I am a mixture. My mother is Spanish, my father Austrian. They live in Spain, where I was born. Today I live in Vienna, Austria.
The first memories I have of my childhood are marked by strong contrasts. They are divided between my maternal grandparents' house in the Canary Islands, Spain, and my grandmother's house in Vienna, Austria.


The house of my Spanish grandparents in Las Palmas de Gran Canaria was located at the end of a beach (in La Puntilla, Playa de Las Canteras) on a narrow lava field by the sea.
There you could feel the power of the ocean, which was crashing against the rocks again and again, and through erosion had created a landscape of bizarre shapes.
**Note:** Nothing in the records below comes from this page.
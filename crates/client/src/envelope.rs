// Copyright 2025 Crrow
//
// Licensed under the Apache License, Version 2.0 (the "License");
// you may not use this file except in compliance with the License.
// You may obtain a copy of the License at
//
//      http://www.apache.org/licenses/LICENSE-2.0
//
// Unless required by applicable law or agreed to in writing, software
// distributed under the License is distributed on an "AS IS" BASIS,
// WITHOUT WARRANTIES OR CONDITIONS OF ANY KIND, either express or implied.
// See the License for the specific language governing permissions and
// limitations under the License.

//! Prepared requests: the public handle for one logical store operation.
//!
//! A [`PreparedRequest`] binds a wire request and its result converter to one
//! shared [`OperationFuture`]. Sending is deferred: building the request does
//! nothing on the wire, and the first of `execute`, `wait`, `send`, or
//! `execute_with`, from any thread or clone of the handle, performs the
//! single dispatch. Every later trigger is a no-op that shares the same
//! eventual outcome, so a blocking `wait` racing an explicit `send` can never
//! double-send.

use std::{
    sync::{
        Arc,
        atomic::{AtomicBool, Ordering},
    },
    time::Duration,
};

use coffer_api::WireRequest;

use crate::{
    convert::ResultConverter,
    dispatch::Dispatcher,
    future::{OperationFuture, OperationListener},
    types::{ClientError, ClientResult},
};

struct EnvelopeInner<T> {
    request:    WireRequest,
    converter:  Arc<dyn ResultConverter<T>>,
    future:     OperationFuture<T>,
    dispatcher: Arc<Dispatcher>,
    /// One-shot send guard; the first trigger wins
    sent:       AtomicBool,
}

/// A bound, not-yet-sent store operation
///
/// Cloning is cheap; all clones share one future, one send guard, and one
/// eventual outcome.
pub struct PreparedRequest<T> {
    inner: Arc<EnvelopeInner<T>>,
}

impl<T> Clone for PreparedRequest<T> {
    fn clone(&self) -> Self {
        Self {
            inner: Arc::clone(&self.inner),
        }
    }
}

impl<T> std::fmt::Debug for PreparedRequest<T> {
    fn fmt(&self, f: &mut std::fmt::Formatter<'_>) -> std::fmt::Result {
        f.debug_struct("PreparedRequest")
            .field("method", &self.inner.request.method)
            .field("path", &self.inner.request.path)
            .field("sent", &self.inner.sent.load(Ordering::SeqCst))
            .finish()
    }
}

impl<T> PreparedRequest<T>
where
    T: Clone + Send + 'static,
{
    /// Binds a wire request and converter to a fresh future, without
    /// sending
    pub fn deferred(
        dispatcher: Arc<Dispatcher>,
        request: WireRequest,
        converter: Arc<dyn ResultConverter<T>>,
    ) -> Self {
        Self {
            inner: Arc::new(EnvelopeInner {
                request,
                converter,
                future: OperationFuture::new(),
                dispatcher,
                sent: AtomicBool::new(false),
            }),
        }
    }

    /// Triggers the underlying dispatch, at most once across all clones and
    /// call sites
    pub fn send(&self) {
        if !self.inner.sent.swap(true, Ordering::SeqCst) {
            self.inner.dispatcher.dispatch(
                self.inner.request.clone(),
                Arc::clone(&self.inner.converter),
                self.inner.future.clone(),
            );
        }
    }

    /// Sends if needed and awaits the outcome
    pub async fn execute(&self) -> ClientResult<T> {
        self.send();
        self.inner.future.outcome().await
    }

    /// Sends if needed and awaits the outcome, giving up after `timeout`
    ///
    /// Timing out does not cancel the operation; the shared future may still
    /// complete and can be awaited again.
    pub async fn execute_timeout(&self, timeout: Duration) -> ClientResult<T> {
        self.send();
        match tokio::time::timeout(timeout, self.inner.future.outcome()).await {
            Ok(outcome) => outcome,
            Err(_) => Err(ClientError::Timeout {
                millis: timeout.as_millis() as u64,
            }),
        }
    }

    /// Sends if needed and blocks the calling thread for the outcome
    ///
    /// For callers outside the runtime; async code should use
    /// [`PreparedRequest::execute`].
    pub fn wait(&self) -> ClientResult<T> {
        self.send();
        self.inner.future.wait()
    }

    /// Sends if needed and blocks with a deadline
    pub fn wait_timeout(&self, timeout: Duration) -> ClientResult<T> {
        self.send();
        self.inner.future.wait_timeout(timeout)
    }

    /// Registers a completion listener without triggering the send
    pub fn on(&self, listener: Arc<dyn OperationListener<T>>) -> &Self {
        self.inner.future.add_listener(listener);
        self
    }

    /// Registers a listener and triggers the send: fire-and-forget with a
    /// callback
    pub fn execute_with(&self, listener: Arc<dyn OperationListener<T>>) {
        self.on(listener);
        self.send();
    }

    /// Best-effort cancellation of the operation and its in-flight dispatch
    pub fn cancel(&self) -> bool { self.inner.future.cancel() }

    /// The shared future resolving this operation
    pub fn future(&self) -> &OperationFuture<T> { &self.inner.future }

    /// The wire request this operation will send
    pub fn wire_request(&self) -> &WireRequest { &self.inner.request }

    /// True once some trigger performed the dispatch
    pub fn is_sent(&self) -> bool { self.inner.sent.load(Ordering::SeqCst) }
}
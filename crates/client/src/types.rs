// Copyright 2025 Crrow
//
// Licensed under the Apache License, Version 2.0 (the "License");
// you may not use this file except in compliance with the License.
// You may obtain a copy of the License at
//
//      http://www.apache.org/licenses/LICENSE-2.0
//
// Unless required by applicable law or agreed to in writing, software
// distributed under the License is distributed on an "AS IS" BASIS,
// WITHOUT WARRANTIES OR CONDITIONS OF ANY KIND, either express or implied.
// See the License for the specific language governing permissions and
// limitations under the License.

use snafu::Snafu;

/// Common result type for client operations
pub type ClientResult<T> = Result<T, ClientError>;

/// Client error types
///
/// Every variant owns its data (no source chains): the same stored outcome is
/// handed to every listener and every waiter of an operation future, so the
/// error type must be `Clone`. Causes from reqwest/url/serde_json are rendered
/// into the message at the boundary where they occur.
#[derive(Debug, Clone, PartialEq, Snafu)]
#[snafu(visibility(pub))]
pub enum ClientError {
    /// Transport-level failure: connect failed, transport not startable, or
    /// the write/read itself failed
    #[snafu(display("Connection error: {message}"))]
    Connection { message: String },

    /// The server answered with a status outside the operation's success set
    #[snafu(display("Request failed with status {status}: {message}"))]
    RequestFailed {
        status:     u16,
        message:    String,
        request_id: Option<String>,
    },

    /// Authentication failure (HTTP 401), distinguished so callers can
    /// special-case credential problems
    #[snafu(display("Unauthorized: {message}"))]
    Unauthorized {
        message:    String,
        request_id: Option<String>,
    },

    /// Response body could not be converted to the declared result type
    #[snafu(display("Conversion error: {message}"))]
    Conversion { message: String },

    /// URL parsing or joining error
    #[snafu(display("Invalid URL: {message}"))]
    InvalidUrl { message: String },

    /// Invalid argument error
    #[snafu(display("Invalid argument: {message}"))]
    InvalidArgument { message: String },

    /// A blocking wait gave up before the operation completed; the operation
    /// itself is unaffected and may still complete later
    #[snafu(display("Timed out after {millis}ms waiting for completion"))]
    Timeout { millis: u64 },

    /// The operation was cancelled before it completed
    #[snafu(display("Operation cancelled"))]
    Cancelled,

    /// Programming error: double completion, mutually exclusive options, or
    /// use outside a runtime
    #[snafu(display("Illegal state: {message}"))]
    IllegalState { message: String },
}

impl ClientError {
    /// Wraps a transport-level cause into a connection error
    pub fn connection<E: std::fmt::Display>(context: &str, cause: E) -> Self {
        ClientError::Connection {
            message: format!("{context}: {cause}"),
        }
    }

    /// Wraps a deserialization cause into a conversion error
    pub fn conversion<E: std::fmt::Display>(cause: E) -> Self {
        ClientError::Conversion {
            message: cause.to_string(),
        }
    }

    /// True for the authentication-failure subtype
    pub fn is_unauthorized(&self) -> bool { matches!(self, ClientError::Unauthorized { .. }) }
}
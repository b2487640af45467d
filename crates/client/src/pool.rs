// Copyright 2025 Crrow
//
// Licensed under the Apache License, Version 2.0 (the "License");
// you may not use this file except in compliance with the License.
// You may obtain a copy of the License at
//
//      http://www.apache.org/licenses/LICENSE-2.0
//
// Unless required by applicable law or agreed to in writing, software
// distributed under the License is distributed on an "AS IS" BASIS,
// WITHOUT WARRANTIES OR CONDITIONS OF ANY KIND, either express or implied.
// See the License for the specific language governing permissions and
// limitations under the License.

//! Logical connection pool and per-connection context.
//!
//! The store protocol carries exactly one logical request per connection at a
//! time. [`ConnectionPool`] enforces that by handing out a bounded number of
//! [`ConnectionContext`]s; each context owns one pool slot for the duration of
//! one request/response exchange and carries the strongly-typed slot for the
//! future awaiting that response. Acquisition is a suspend point: when the
//! pool is exhausted, dispatches queue until a context is released.

use std::sync::{
    Arc,
    atomic::{AtomicU64, Ordering},
};

use tokio::sync::{OwnedSemaphorePermit, Semaphore};
use tracing::trace;

use crate::{
    future::OperationFuture,
    types::{ClientError, ClientResult},
};

/// Bounded pool of logical store connections
#[derive(Debug)]
pub struct ConnectionPool {
    slots:   Arc<Semaphore>,
    next_id: AtomicU64,
}

impl ConnectionPool {
    /// Creates a pool allowing `max_connections` concurrent exchanges
    pub fn new(max_connections: usize) -> Self {
        Self {
            slots:   Arc::new(Semaphore::new(max_connections)),
            next_id: AtomicU64::new(0),
        }
    }

    /// Acquires a connection context, waiting for a free slot if necessary
    pub async fn acquire<T>(&self) -> ClientResult<ConnectionContext<T>> {
        let permit = self
            .slots
            .clone()
            .acquire_owned()
            .await
            .map_err(|_| ClientError::Connection {
                message: "connection pool is closed".to_string(),
            })?;
        let id = self.next_id.fetch_add(1, Ordering::Relaxed);
        trace!(connection = id, "acquired connection slot");
        Ok(ConnectionContext {
            _permit: permit,
            id,
            pending: None,
        })
    }

    /// Number of currently free slots
    pub fn available(&self) -> usize { self.slots.available_permits() }
}

/// One logical connection for the duration of a single exchange
///
/// Holds the typed slot associating the connection with the future awaiting
/// its response. At most one future is attached at a time; attaching
/// publishes the future before the request bytes go out, and the response
/// path consumes it with [`ConnectionContext::take_pending`].
pub struct ConnectionContext<T> {
    _permit: OwnedSemaphorePermit,
    id:      u64,
    pending: Option<OperationFuture<T>>,
}

impl<T> ConnectionContext<T> {
    /// Identity of this connection, for diagnostics
    pub fn id(&self) -> u64 { self.id }

    /// Publishes the future that will receive the response on this
    /// connection
    pub fn attach(&mut self, future: OperationFuture<T>) {
        trace!(connection = self.id, "attaching pending operation");
        self.pending = Some(future);
    }

    /// Consumes the pending future, if one is attached
    pub fn take_pending(&mut self) -> Option<OperationFuture<T>> { self.pending.take() }
}
use crate::commands::print_json_line;
use crate::error::{ErrorKind, Result};
use clap::Args;
use exn::ResultExt;
use media_config::{Config, GatherConfig};
use media_gather::{CommandExtractor, GatherResult, Gatherer};
use media_signature::{Approach, FingerprintAlgorithm, SignatureEngine};
use media_storage::BackendCache;
use std::path::PathBuf;
use std::process::ExitCode;
use tokio_util::sync::CancellationToken;

#[derive(Args)]
pub struct GatherArgs {
    /// Container to crawl: an absolute path, `file://` or `s3://` URI.
    pub uri: String,

    /// Only crawl beneath this key.
    #[arg(long)]
    pub prefix: Option<PathBuf>,

    /// Perceptual hash to compute (`avg`, `diff`, `phash`). Repeat for
    /// several; replaces the configured approaches.
    #[arg(long = "approach", value_name = "APPROACH")]
    pub approaches: Vec<Approach>,

    /// Content digest used as the fingerprint (`sha1`, `blake3`).
    #[arg(long)]
    pub fingerprint: Option<FingerprintAlgorithm>,

    /// Skip text extraction even when it is configured.
    #[arg(long)]
    pub no_text: bool,
}

impl GatherArgs {
    /// A gatherer for the container, command line options taking
    /// precedence over configuration.
    pub async fn gatherer(&self, config: &GatherConfig, cache: &BackendCache) -> Result<Gatherer> {
        let backend = cache.get_or_open(&self.uri).await.or_raise(|| ErrorKind::Open(self.uri.clone()))?;
        let approaches = if self.approaches.is_empty() { &config.approaches } else { &self.approaches };
        let engine = SignatureEngine::new(self.fingerprint.unwrap_or(config.fingerprint), approaches.iter().copied());

        let mut gatherer = Gatherer::new(backend, engine);
        if let Some(prefix) = self.prefix.as_ref().or(config.prefix.as_ref()) {
            gatherer = gatherer.with_prefix(prefix.clone());
        }
        if !self.no_text
            && let Some(text) = &config.text
        {
            let extractor =
                CommandExtractor::discover(&text.program, text.args.clone()).or_raise(|| ErrorKind::Extractor)?;
            gatherer = gatherer.with_extractor(extractor);
        }
        Ok(gatherer)
    }
}

pub async fn run(args: GatherArgs, config: &Config, cache: &BackendCache, cancel: CancellationToken) -> Result<ExitCode> {
    let gatherer = args.gatherer(&config.gather, cache).await?;
    let summary = gatherer
        .dispatch(
            |result: GatherResult| async move {
                print_json_line(&result)
                    .or_raise(|| media_gather::error::ErrorKind::Handler(result.path.clone()))
            },
            cancel,
        )
        .await
        .or_raise(|| ErrorKind::Gather)?;

    tracing::info!(images = summary.dispatched, failed = summary.failed, "Gathered");
    Ok(match summary.failed {
        0 => ExitCode::SUCCESS,
        _ => ExitCode::FAILURE,
    })
}
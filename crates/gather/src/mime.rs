//! Extension-based MIME type detection.
//!
//! Only the extension is consulted; object contents are never sniffed.

use std::path::Path;

const IMAGE_PREFIX: &str = "image/";

/// Look up the MIME type for `path` by its extension (case-insensitive).
///
/// ```
/// use media_gather::mime_type;
/// assert_eq!(mime_type("2019/06/a.JPG"), Some("image/jpeg"));
/// assert_eq!(mime_type("notes.txt"), Some("text/plain; charset=utf-8"));
/// assert_eq!(mime_type("README"), None);
/// ```
pub fn mime_type(path: impl AsRef<Path>) -> Option<&'static str> {
    let extension = path.as_ref().extension()?.to_str()?.to_ascii_lowercase();
    let mime = match extension.as_str() {
        "avif" => "image/avif",
        "bmp" => "image/bmp",
        "gif" => "image/gif",
        "heic" => "image/heic",
        "heif" => "image/heif",
        "ico" => "image/vnd.microsoft.icon",
        "jpe" | "jpeg" | "jpg" => "image/jpeg",
        "jxl" => "image/jxl",
        "png" => "image/png",
        "svg" => "image/svg+xml",
        "tif" | "tiff" => "image/tiff",
        "webp" => "image/webp",

        "css" => "text/css; charset=utf-8",
        "csv" => "text/csv; charset=utf-8",
        "htm" | "html" => "text/html; charset=utf-8",
        "md" => "text/markdown; charset=utf-8",
        "txt" => "text/plain; charset=utf-8",
        "xml" => "text/xml; charset=utf-8",

        "geojson" => "application/geo+json",
        "gz" => "application/gzip",
        "js" => "text/javascript; charset=utf-8",
        "json" => "application/json",
        "pdf" => "application/pdf",
        "zip" => "application/zip",

        "mp3" => "audio/mpeg",
        "wav" => "audio/wav",
        "mov" => "video/quicktime",
        "mp4" => "video/mp4",
        "webm" => "video/webm",
        _ => return None,
    };
    Some(mime)
}

/// Whether `mime` is an image MIME type, the only kind that is gathered.
pub fn is_image(mime: &str) -> bool {
    mime.starts_with(IMAGE_PREFIX)
}

#[cfg(test)]
mod tests {
    use super::*;
    use rstest::rstest;

    #[rstest]
    #[case("a.jpg", Some("image/jpeg"))]
    #[case("nested/dir/b.PNG", Some("image/png"))]
    #[case("c.tiff", Some("image/tiff"))]
    #[case("d.geojson", Some("application/geo+json"))]
    #[case("e.txt", Some("text/plain; charset=utf-8"))]
    #[case("f.unknown", None)]
    #[case("no-extension", None)]
    // A dotfile has no extension.
    #[case(".png", None)]
    fn test_mime_type(#[case] path: &str, #[case] expected: Option<&str>) {
        assert_eq!(mime_type(path), expected);
    }

    #[test]
    fn test_is_image() {
        assert!(is_image("image/gif"));
        assert!(!is_image("application/json"));
        assert!(!is_image("text/plain; charset=utf-8"));
    }
}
It was the place where I played in my childhood, observed by my maternal grandfather or my father, because it was the place where they both went fishing in their spare time. My task was to mix small pieces of bread with the heads of shrimps, left over from a fish dish, with sea water into a spherical paste. This paste then served as bait for the fish we wanted to catch. Meanwhile, my Spanish grandfather, Leonardo, kept telling his stories about the shooting of the film Moby Dick (by John Ford and starring Gregory Peck), which had taken place just off the coast. He had worked with my uncle Genaro on the film, partly because he, my grandfather, had some knowledge of English while working in the harbour. So he could help the film team to communicate with the locals who took part in the shooting.

This black lava field in front of the sea, which tasted of fish and salt and smelled of seaweed, was a dangerous and at the same time fantastic place for me. Dangerous because the surf and the many pointed stones made it an unsafe place for a child. And fantastic, because - while my father and grandfather were fishing - I was practically forced to spend hours alone with what I saw in front of me. And in these forms bizarrely shaped by the lava, I imagined landscapes in miniature form: Mountains and valleys, lakes and lagoons. Distant worlds that I wanted to travel to, that existed only in my head and thus became a playground and stage for countless adventures for me.

 

My uncle Genaro (with mustache, below) during the shooting of Mobby Dick with Gregory Peck (middle).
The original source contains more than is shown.